The Breatheasy Tracheostomy and Ventilation Homecare Programme is a unique specialist nurse-led initiative at the Red Cross War Memorial Children’s Hospital that has been has been caring for children with a wide range of respiratory disorders for over two decades. The programme empowers parents of children, reliant on a tracheostomy or artificial ventilation for breathing, to provide safe care for their children at home, significantly improving their quality of life.
Through careful training and support of families, the Breatheasy programme ensures that children with tracheostomies instead return home to their families and communities, as soon as they are medically stable. Once home, they are monitored as outpatients by the programme, while family members take responsibility for routine day-to-day medical care (such as changing and suctioning the tracheostomy tubes). Breatheasy’s training enables families to provide homecare equivalent to that of a professional nurse in the tertiary health sector. The equipment necessary for homecare is provided by the Breatheasy programme to families.

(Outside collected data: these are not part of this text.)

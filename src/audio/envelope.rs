//! Amplitude envelope for one-shot game tones
//!
//! Every Simon tone has the same shape: silence, a quick linear rise to
//! peak (~10ms, enough to avoid clicks), then an exponential decay that is
//! inaudible by 500ms. Tones are never held, so there is no sustain or
//! release stage; a voice simply runs its envelope out and is dropped.

/// Time to rise linearly from 0 to peak, in seconds
const ATTACK_SECS: f32 = 0.01;
/// Time from peak to near-silence, in seconds
const DECAY_SECS: f32 = 0.49;
/// Below this level the tone is considered finished
const SILENCE_FLOOR: f32 = 0.0001;

/// Per-sample attack/decay envelope generator
#[derive(Debug, Clone)]
pub struct ToneEnvelope {
    level: f32,
    attacking: bool,
    /// Linear increment per sample during attack
    attack_step: f32,
    /// Multiplicative factor per sample during decay
    decay_mul: f32,
}

impl ToneEnvelope {
    pub fn new(sample_rate: f32) -> Self {
        // Exponential decay: level *= decay_mul each sample, chosen so the
        // level passes ~0.1% of peak after DECAY_SECS.
        // ln(1000) ≈ 6.9 for 99.9% convergence
        let decay_mul = (-6.9 / (DECAY_SECS * sample_rate)).exp();
        Self {
            level: 0.0,
            attacking: true,
            attack_step: 1.0 / (ATTACK_SECS * sample_rate),
            decay_mul,
        }
    }

    /// Get the current envelope level
    pub fn level(&self) -> f32 {
        self.level
    }

    /// Check if the envelope has decayed to silence
    pub fn is_finished(&self) -> bool {
        !self.attacking && self.level < SILENCE_FLOOR
    }

    /// Generate the next amplitude sample in [0.0, 1.0]
    pub fn next_sample(&mut self) -> f32 {
        if self.attacking {
            self.level += self.attack_step;
            if self.level >= 1.0 {
                self.level = 1.0;
                self.attacking = false;
            }
        } else {
            self.level *= self.decay_mul;
            if self.level < SILENCE_FLOOR {
                self.level = 0.0;
            }
        }
        self.level
    }
}
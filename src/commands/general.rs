//! Prompt commands (start, difficulty, score, help, quit)

use crate::commands::{CommandContext, CommandResult};
use colored::*;
use simon_core::types::Difficulty;

/// Handle `start` command. Harmless mid-round; the engine ignores it.
pub fn cmd_start(_args: &str, ctx: &mut CommandContext) -> CommandResult {
    ctx.engine.start();
    CommandResult::Success
}

/// Handle `difficulty [easy|medium|hard]` command
pub fn cmd_difficulty(args: &str, ctx: &mut CommandContext) -> CommandResult {
    if args.is_empty() {
        return CommandResult::Message(format!(
            "Current difficulty: {}",
            ctx.engine.session().difficulty
        ));
    }

    match Difficulty::from_str(args) {
        Some(difficulty) => {
            ctx.engine.set_difficulty(difficulty);
            CommandResult::Message(
                format!("Difficulty set to {}", difficulty)
                    .bright_green()
                    .to_string(),
            )
        }
        None => CommandResult::Error("Invalid difficulty. Use easy, medium, or hard".to_string()),
    }
}

/// Handle `score` command
pub fn cmd_score(_args: &str, ctx: &mut CommandContext) -> CommandResult {
    CommandResult::Message(format!("High score: {}", ctx.engine.session().high_score))
}

/// Handle `quit` or `exit` command
pub fn cmd_quit(_args: &str, _ctx: &mut CommandContext) -> CommandResult {
    CommandResult::Exit
}

/// Handle `help` command
pub fn cmd_help(_args: &str, _ctx: &mut CommandContext) -> CommandResult {
    print_help();
    CommandResult::Success
}

/// Print help information
fn print_help() {
    println!("{}", "simon: repeat the pattern".bold());
    println!("{}", "=========================".bold());
    println!();
    println!("{}", "How to play:".green());
    println!(
        "  Press {} (or type '{}') while idle to begin.",
        "Enter".cyan(),
        "start".cyan()
    );
    println!("  Watch the sequence light up, then repeat it in order.");
    println!(
        "  Answer with {}, {}, {}, {}, or just {}, {}, {}, {}.",
        "red".red(),
        "blue".blue(),
        "green".green(),
        "yellow".yellow(),
        "r".red(),
        "b".blue(),
        "g".green(),
        "y".yellow()
    );
    println!("  Each cleared level adds one more color to the pattern.");
    println!();
    println!("{}", "Commands:".green());
    println!("  {}               - Begin a round", "start".cyan());
    println!(
        "  {}  - Playback speed (current shown when no value)",
        "difficulty <level>".cyan()
    );
    println!("  {}               - Show the high score", "score".cyan());
    println!("  {}                - Show this help", "help".bright_green());
    println!("  {}                - Leave the game", "quit".bright_red());
}
//! # Simon
//!
//! Terminal rendition of the Simon memory game: a growing color sequence
//! plays back with light and sound, and the player repeats it from the
//! prompt until they slip. Gameplay rules live in the `simon-core` crate;
//! this crate supplies everything that touches the outside world.
//!
//! ## Modules
//!
//! - `audio`: cpal tone synthesis. Per-color sine voices, the sawtooth
//!   failure buzz, and the emitter that goes silent when no device exists.
//! - `clock`: the tick thread that drives the engine's virtual timeline.
//! - `commands`: the prompt command registry (start, difficulty, score...).
//! - `ui`: the select loop tying input, ticks, rendering, and audio
//!   together, plus the line renderer.
//! - `store`: high-score persistence as plain text in the user data dir.

pub mod audio;
pub mod clock;
pub mod commands;
pub mod store;
pub mod ui;

// Re-export commonly used types
pub use audio::ToneEmitter;
pub use clock::SequenceClock;
pub use simon_core::engine::{GameEngine, GameEvent};
pub use simon_core::types::{Color, Difficulty, Tone};
pub use store::HighScoreStore;
//! Playback difficulty and its fixed pacing table

/// How fast the sequence plays back. Changeable at any time; the new pace
/// applies from the next animated step, never to one already in flight.
#[derive(Debug, Clone, Copy, PartialEq, Eq, Default)]
pub enum Difficulty {
    Easy,
    #[default]
    Medium,
    Hard,
}

impl Difficulty {
    /// How long each sequence step stays lit, in milliseconds
    pub fn pace_ms(&self) -> u64 {
        match self {
            Difficulty::Easy => 800,
            Difficulty::Medium => 600,
            Difficulty::Hard => 400,
        }
    }

    /// Parse difficulty from string (case-insensitive)
    pub fn from_str(s: &str) -> Option<Difficulty> {
        match s.to_lowercase().as_str() {
            "easy" => Some(Difficulty::Easy),
            "medium" | "med" => Some(Difficulty::Medium),
            "hard" => Some(Difficulty::Hard),
            _ => None,
        }
    }

    /// Get display name
    pub fn name(&self) -> &'static str {
        match self {
            Difficulty::Easy => "easy",
            Difficulty::Medium => "medium",
            Difficulty::Hard => "hard",
        }
    }
}

impl std::fmt::Display for Difficulty {
    fn fmt(&self, f: &mut std::fmt::Formatter<'_>) -> std::fmt::Result {
        write!(f, "{}", self.name())
    }
}

#[cfg(test)]
mod tests {
    use super::*;

    #[test]
    fn test_pace_table() {
        assert_eq!(Difficulty::Easy.pace_ms(), 800);
        assert_eq!(Difficulty::Medium.pace_ms(), 600);
        assert_eq!(Difficulty::Hard.pace_ms(), 400);
    }

    #[test]
    fn test_difficulty_parsing() {
        assert_eq!(Difficulty::from_str("easy"), Some(Difficulty::Easy));
        assert_eq!(Difficulty::from_str("MED"), Some(Difficulty::Medium));
        assert_eq!(Difficulty::from_str("Hard"), Some(Difficulty::Hard));
        assert_eq!(Difficulty::from_str("brutal"), None);
    }

    #[test]
    fn test_default_is_medium() {
        assert_eq!(Difficulty::default(), Difficulty::Medium);
    }
}
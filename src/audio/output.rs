//! cpal output stream that mixes active tone voices

use super::oscillator::ToneVoice;
use anyhow::{anyhow, Result};
use cpal::traits::{DeviceTrait, HostTrait, StreamTrait};
use cpal::{Sample, SampleFormat, SizedSample, Stream, StreamConfig};
use simon_core::types::Tone;
use std::sync::{Arc, Mutex};

/// Overall output gain; several overlapping tones stay well clear of clipping
const MASTER_GAIN: f32 = 0.25;

/// Owns the output stream and the shared list of sounding voices.
/// Triggering a tone pushes a fresh voice; the audio callback mixes and
/// retires voices whose envelopes have run out.
pub struct AudioOutput {
    /// Held for the lifetime of the output; dropping the stream stops audio
    _stream: Stream,
    voices: Arc<Mutex<Vec<ToneVoice>>>,
    sample_rate: f32,
}

impl AudioOutput {
    pub fn new() -> Result<Self> {
        let host = cpal::default_host();
        let device = host
            .default_output_device()
            .ok_or_else(|| anyhow!("No output device available"))?;
        let config = device.default_output_config()?;

        let sample_format = config.sample_format();
        let config: StreamConfig = config.into();
        let sample_rate = config.sample_rate.0 as f32;

        let voices: Arc<Mutex<Vec<ToneVoice>>> = Arc::new(Mutex::new(Vec::new()));
        let stream = match sample_format {
            SampleFormat::F32 => Self::build_stream::<f32>(&device, &config, voices.clone())?,
            SampleFormat::I16 => Self::build_stream::<i16>(&device, &config, voices.clone())?,
            SampleFormat::U16 => Self::build_stream::<u16>(&device, &config, voices.clone())?,
            _ => return Err(anyhow!("Unsupported sample format: {:?}", sample_format)),
        };
        stream
            .play()
            .map_err(|e| anyhow!("Failed to start output stream: {}", e))?;

        Ok(AudioOutput {
            _stream: stream,
            voices,
            sample_rate,
        })
    }

    fn build_stream<T>(
        device: &cpal::Device,
        config: &StreamConfig,
        voices: Arc<Mutex<Vec<ToneVoice>>>,
    ) -> Result<Stream>
    where
        T: Sample + SizedSample + Send + 'static + cpal::FromSample<f32>,
    {
        let channels = config.channels as usize;

        let err_fn = |err| log::warn!("output audio stream error: {:?}", err);

        let stream = device
            .build_output_stream(
                config,
                move |data: &mut [T], _: &cpal::OutputCallbackInfo| {
                    let mut voices = match voices.lock() {
                        Ok(guard) => guard,
                        Err(poisoned) => poisoned.into_inner(),
                    };
                    voices.retain(|v| !v.is_finished());

                    for frame in data.chunks_mut(channels) {
                        let mut summed = 0.0f32;
                        for voice in voices.iter_mut() {
                            summed += voice.next_sample();
                        }
                        let mixed = (summed * MASTER_GAIN).clamp(-1.0, 1.0);
                        let value: T = cpal::Sample::from_sample(mixed);

                        for sample in frame.iter_mut() {
                            *sample = value;
                        }
                    }
                },
                err_fn,
                None,
            )
            .map_err(|e| anyhow!("Failed to build output stream: {}", e))?;

        Ok(stream)
    }

    /// Start a new voice for `tone`. Overlapping tones are mixed.
    pub fn trigger(&self, tone: Tone) -> Result<()> {
        let mut voices = self
            .voices
            .lock()
            .map_err(|e| anyhow!("Failed to lock voice list: {}", e))?;
        voices.push(ToneVoice::new(tone, self.sample_rate));
        Ok(())
    }

}

#[cfg(test)]
mod tests {
    use super::*;
    use simon_core::types::Color;

    #[test]
    fn test_audio_output_creation() {
        // This test may fail on systems without audio devices
        match AudioOutput::new() {
            Ok(output) => {
                assert!(output.trigger(Tone::Color(Color::Red)).is_ok());
            }
            Err(_) => {
                // Expected on systems without audio devices (like CI)
                println!("AudioOutput creation failed - likely no audio device available");
            }
        }
    }
}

The Breatheasy programme is recognised both locally and internationally as an exemplary model of healthcare provision for chronically-ill children.
How you can help
The Trust has supported this special programme since 2012, raising R1million per annum. Donor funds are used to purchase vital medical equipment such as ventilators, suction machines and humidifiers.
This is an ongoing project with life-saving medical equipment consistently needed for patients.